New Fed data shows global warming not stopping or slowing

Global warming has not stopped or even slowed in the past 18 years, according to a new federal study that rebuts doubters who've claimed that that heating trends have paused.

Scientists at the National Oceanic and Atmospheric Administration readjusted thousands of weather data points to account for different measuring techniques through the decades. Their calculations show that since 1998, the rate of warming is about the same as it has been since 1950: about two-tenths of a degree Fahrenheit a decade.

The so-called hiatus has been touted by non-scientists who reject mainstream climate science. Those claims have resonated; two years ago, the United Nation's Intergovernmental Panel on Climate Change felt the need to explain why the Earth was not heating up as expected, listing such reasons as volcanic eruptions, reduced solar radiation and the oceans absorbing more heat.

"The reality is that there is no hiatus," said Tom Karl, director of the National Centers for Environmental Information in Asheville, North Carolina. He is the lead author of a study published Thursday in the peer-reviewed journal Science.

One key to claims of a hiatus is the start date: 1998. That year there was a big temperature spike; some of the following years were not as hot, though even hotter years followed in 2005, 2010 and 2014, according to NOAA, NASA and temperature records kept in England and Japan. This year is on pace to break last year's global heat record.

Scientists keep updating the way they measure Earth's temperatures. This study focuses on the effects of the way ocean temperatures are taken. The old way, going back generations, is with ships. Sometimes people would dip a bucket in the way; other times they'd measure water that came into the engine. They also did it at various times of day.

The new way is on buoys at the same time of day. Karl said the buoy measurements are more accurate, but can't be compared directly to the ship measurements for a trend without making adjustments, because that would be comparing apples and oranges. So to come up with a trend using comparable numbers, NOAA increases the buoy temperatures a bit.

A few years ago NOAA made similar adjustments to make land temperatures more comparable decade-to-decade. But that also caused some non-scientists who reject climate change to cry tampering.

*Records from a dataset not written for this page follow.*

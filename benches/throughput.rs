//! Throughput Benchmark for evalpipe
//!
//! This benchmark measures the in-process cost of the protocol path:
//! frame decoding, response aggregation and evaluation.

use criterion::{black_box, criterion_group, criterion_main, BenchmarkId, Criterion, Throughput};
use evalpipe::evaluator::{ArithmeticEvaluator, Evaluator};
use evalpipe::protocol::{aggregate, encode, EvaluationOutcome, FrameCodec};
use std::time::Duration;

/// Benchmark decoding whole frames
fn bench_decode(c: &mut Criterion) {
    let mut group = c.benchmark_group("decode");

    for size in [16usize, 1024, 64 * 1024] {
        let frame = encode("x".repeat(size).as_bytes());
        group.throughput(Throughput::Bytes(frame.len() as u64));

        group.bench_with_input(BenchmarkId::new("single_chunk", size), &frame, |b, frame| {
            let mut codec = FrameCodec::new();
            b.iter(|| {
                codec.push(frame);
                black_box(codec.next_frame().unwrap());
            });
        });
    }

    group.finish();
}

/// Benchmark decoding a frame that arrives in small pieces
fn bench_decode_fragmented(c: &mut Criterion) {
    let mut group = c.benchmark_group("decode_fragmented");

    for chunk_size in [1usize, 64, 4096] {
        let frame = encode("y".repeat(64 * 1024).as_bytes());
        group.throughput(Throughput::Bytes(frame.len() as u64));

        group.bench_with_input(
            BenchmarkId::new("chunk", chunk_size),
            &frame,
            |b, frame| {
                let mut codec = FrameCodec::new();
                b.iter(|| {
                    for chunk in frame.chunks(chunk_size) {
                        codec.push(chunk);
                        if let Some(payload) = codec.next_frame().unwrap() {
                            black_box(payload);
                        }
                    }
                });
            },
        );
    }

    group.finish();
}

/// Benchmark pipelined frames in one read
fn bench_decode_pipelined(c: &mut Criterion) {
    let mut group = c.benchmark_group("decode_pipelined");

    let mut batch = Vec::new();
    for i in 0..100 {
        batch.extend_from_slice(&encode(format!("x = {}; x * 2", i).as_bytes()));
    }
    group.throughput(Throughput::Elements(100));

    group.bench_function("100_frames", |b| {
        let mut codec = FrameCodec::new();
        b.iter(|| {
            codec.push(&batch);
            while let Some(frame) = codec.next_frame().unwrap() {
                black_box(frame);
            }
        });
    });

    group.finish();
}

/// Benchmark response aggregation
fn bench_aggregate(c: &mut Criterion) {
    let mut group = c.benchmark_group("aggregate");

    let values: Vec<EvaluationOutcome> = (0..100)
        .map(|i| EvaluationOutcome::value(i.to_string()))
        .collect();
    group.throughput(Throughput::Elements(values.len() as u64));

    group.bench_function("100_values", |b| {
        b.iter(|| black_box(aggregate(&values)));
    });

    let mut failing = values.clone();
    failing[10] = EvaluationOutcome::failure("division by zero");

    group.bench_function("early_failure", |b| {
        b.iter(|| black_box(aggregate(&failing)));
    });

    group.finish();
}

/// Benchmark the arithmetic evaluator
fn bench_evaluate(c: &mut Criterion) {
    let mut group = c.benchmark_group("evaluate");
    group.measurement_time(Duration::from_secs(5));
    group.throughput(Throughput::Elements(1));

    group.bench_function("cached_statement", |b| {
        let mut calc = ArithmeticEvaluator::new();
        calc.evaluate("x = 5").unwrap();
        b.iter(|| black_box(calc.evaluate("x * 2 + (x - 1) % 3").unwrap()));
    });

    group.bench_function("fresh_statements", |b| {
        let mut calc = ArithmeticEvaluator::new();
        let mut i = 0u64;
        b.iter(|| {
            let instruction = format!("v{} = {}; v{} * 2", i, i, i);
            black_box(calc.evaluate(&instruction).unwrap());
            i += 1;
        });
    });

    group.finish();
}

criterion_group!(
    benches,
    bench_decode,
    bench_decode_fragmented,
    bench_decode_pipelined,
    bench_aggregate,
    bench_evaluate,
);

criterion_main!(benches);
//! Server Module
//!
//! Ties the pieces together: a [`Server`] owns the endpoint, the evaluator
//! and the statistics, and runs the accept loop described in [`acceptor`].
//!
//! ## Example
//!
//! ```ignore
//! use evalpipe::evaluator::ArithmeticEvaluator;
//! use evalpipe::server::{Server, ServerConfig};
//!
//! let handle = Server::new(ServerConfig::new("evalpipe"), ArithmeticEvaluator::new()).spawn();
//!
//! // Serve until asked to stop...
//! handle.shutdown().await?;
//! ```

pub mod acceptor;
pub mod config;

pub use acceptor::{Server, ServerError, ServerHandle};
pub use config::ServerConfig;
//! Evaluation Outcomes and Response Aggregation
//!
//! An instruction may hold several statements. The evaluator reports one
//! outcome per statement, in statement order, and the server folds them into
//! a single response string:
//!
//! | Outcome            | Effect on the response              |
//! |--------------------|-------------------------------------|
//! | `Value(text)`      | append `text`, continue             |
//! | `Statement(text)`  | append `text`, continue             |
//! | `Failure(message)` | append `message`, stop              |
//!
//! Once a statement has failed, the results of the statements after it are
//! unreliable, so they are never appended. A bare statement does not stop
//! the batch: its side effects matter to the statements that follow.

/// The result of evaluating one statement.
#[derive(Debug, Clone, PartialEq, Eq)]
pub enum EvaluationOutcome {
    /// The statement produced a value, rendered as text.
    Value(String),

    /// The statement raised an error; holds the error's description.
    Failure(String),

    /// The statement ran without producing a value; holds the echoed form.
    Statement(String),
}

impl EvaluationOutcome {
    /// Creates a value outcome.
    pub fn value(text: impl Into<String>) -> Self {
        EvaluationOutcome::Value(text.into())
    }

    /// Creates a failure outcome.
    pub fn failure(message: impl Into<String>) -> Self {
        EvaluationOutcome::Failure(message.into())
    }

    /// Creates a bare statement outcome.
    pub fn statement(text: impl Into<String>) -> Self {
        EvaluationOutcome::Statement(text.into())
    }

    /// Returns true for `Failure`.
    pub fn is_failure(&self) -> bool {
        matches!(self, EvaluationOutcome::Failure(_))
    }

    /// The text this outcome contributes to a response.
    pub fn text(&self) -> &str {
        match self {
            EvaluationOutcome::Value(text)
            | EvaluationOutcome::Failure(text)
            | EvaluationOutcome::Statement(text) => text,
        }
    }
}

/// Folds an ordered sequence of outcomes into one response string.
///
/// Returns an empty string when there are no outcomes; the caller still
/// sends it as a (empty) frame.
///
/// # Example
///
/// ```
/// use evalpipe::protocol::{aggregate, EvaluationOutcome};
///
/// let outcomes = [
///     EvaluationOutcome::value("1"),
///     EvaluationOutcome::failure("boom"),
///     EvaluationOutcome::value("3"),
/// ];
/// assert_eq!(aggregate(&outcomes), "1boom");
/// ```
pub fn aggregate<'a, I>(outcomes: I) -> String
where
    I: IntoIterator<Item = &'a EvaluationOutcome>,
{
    let mut response = String::new();

    for outcome in outcomes {
        match outcome {
            EvaluationOutcome::Value(text) => response.push_str(text),
            EvaluationOutcome::Failure(message) => {
                response.push_str(message);
                break;
            }
            EvaluationOutcome::Statement(text) => response.push_str(text),
        }
    }

    response
}

#[cfg(test)]
mod tests {
    use super::*;
    use EvaluationOutcome::{Failure, Statement, Value};

    fn s(text: &str) -> String {
        text.to_string()
    }

    #[test]
    fn test_all_values() {
        let outcomes = vec![Value(s("1")), Value(s("2"))];
        assert_eq!(aggregate(&outcomes), "12");
    }

    #[test]
    fn test_stops_at_first_failure() {
        let outcomes = vec![Value(s("1")), Failure(s("boom")), Value(s("3"))];
        assert_eq!(aggregate(&outcomes), "1boom");
    }

    #[test]
    fn test_statement_fallback_continues() {
        let outcomes = vec![Statement(s("x=5")), Value(s("10"))];
        assert_eq!(aggregate(&outcomes), "x=510");
    }

    #[test]
    fn test_empty() {
        assert_eq!(aggregate(&[]), "");
    }

    #[test]
    fn test_failure_first() {
        let outcomes = vec![
            Failure(s("cannot find symbol: y")),
            Statement(s("x=1")),
            Value(s("2")),
        ];
        assert_eq!(aggregate(&outcomes), "cannot find symbol: y");
    }

    #[test]
    fn test_only_later_failure_counts() {
        let outcomes = vec![
            Statement(s("int a = 1;")),
            Statement(s("int b = 2;")),
            Failure(s("division by zero")),
            Failure(s("never seen")),
        ];
        assert_eq!(aggregate(&outcomes), "int a = 1;int b = 2;division by zero");
    }

    #[test]
    fn test_empty_texts() {
        let outcomes = vec![Value(s("")), Statement(s("")), Failure(s(""))];
        assert_eq!(aggregate(&outcomes), "");
    }

    #[test]
    fn test_accessors() {
        assert!(EvaluationOutcome::failure("x").is_failure());
        assert!(!EvaluationOutcome::value("x").is_failure());
        assert_eq!(EvaluationOutcome::statement("x=5").text(), "x=5");
    }
}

Several outside scientists contacted by The Associated Press said the new and previous adjustments are sound. Kevin Trenberth, climate analysis chief at the National Center for Atmospheric Research, said the new work was "good and careful analysis" but only confirms what most scientists already knew, that there was no such hiatus.

A few years ago, a group out of University of California Berkeley - funded in part by the Charles Koch Foundation, whose founder is a major funder of climate doubter groups and the tea party - took what was initially billed as a skeptical look at the previous NOAA data. But they pronounced the earlier adjustments legitimate. The same scientists now say the new NOAA adjustments are also proper.

"NOAA is confirming what we have been saying for some time that the 'hiatus' in global warming is spurious," Berkeley team chief and physicist Richard Muller said in an email. Muller said global warming continues but in "many fits and spurts."

John Christy of the University of Alabama Huntsville, one of the minority of scientists who dispute the magnitude of global warming, said the Karl paper "doesn't make sense" because satellite data show little recent warming. "You must conclude the data were adjusted to get this result" of no warming pause, Christy wrote in an email. "Were the adjustments proper? I don't know at this point."

Others who reject warming, especially non-scientists, point to satellite records by Remote Sensing Systems that appear to show no change in temperature since 1998. Satellites measure a different part of Earth's atmosphere than ground and ocean monitors that NOAA, NASA and others use.

Carl Mears, senior research scientist for RSS, said those rejecting climate change based on his work or any one dataset are wrong and "seek to deny the reality of human-induced climate change by grasping at straws." Mears said the overall data consistently show long-term global warming and that it really hasn't stopped recently. The NOAA adjustments make sense, he said.

Karl said NOAA didn't adjust datasets in the Arctic, where it is warming even faster, because there is a lack of reliable long-term records to compare. Had NOAA made those adjustments, the recent warming trend would be slightly larger, he said.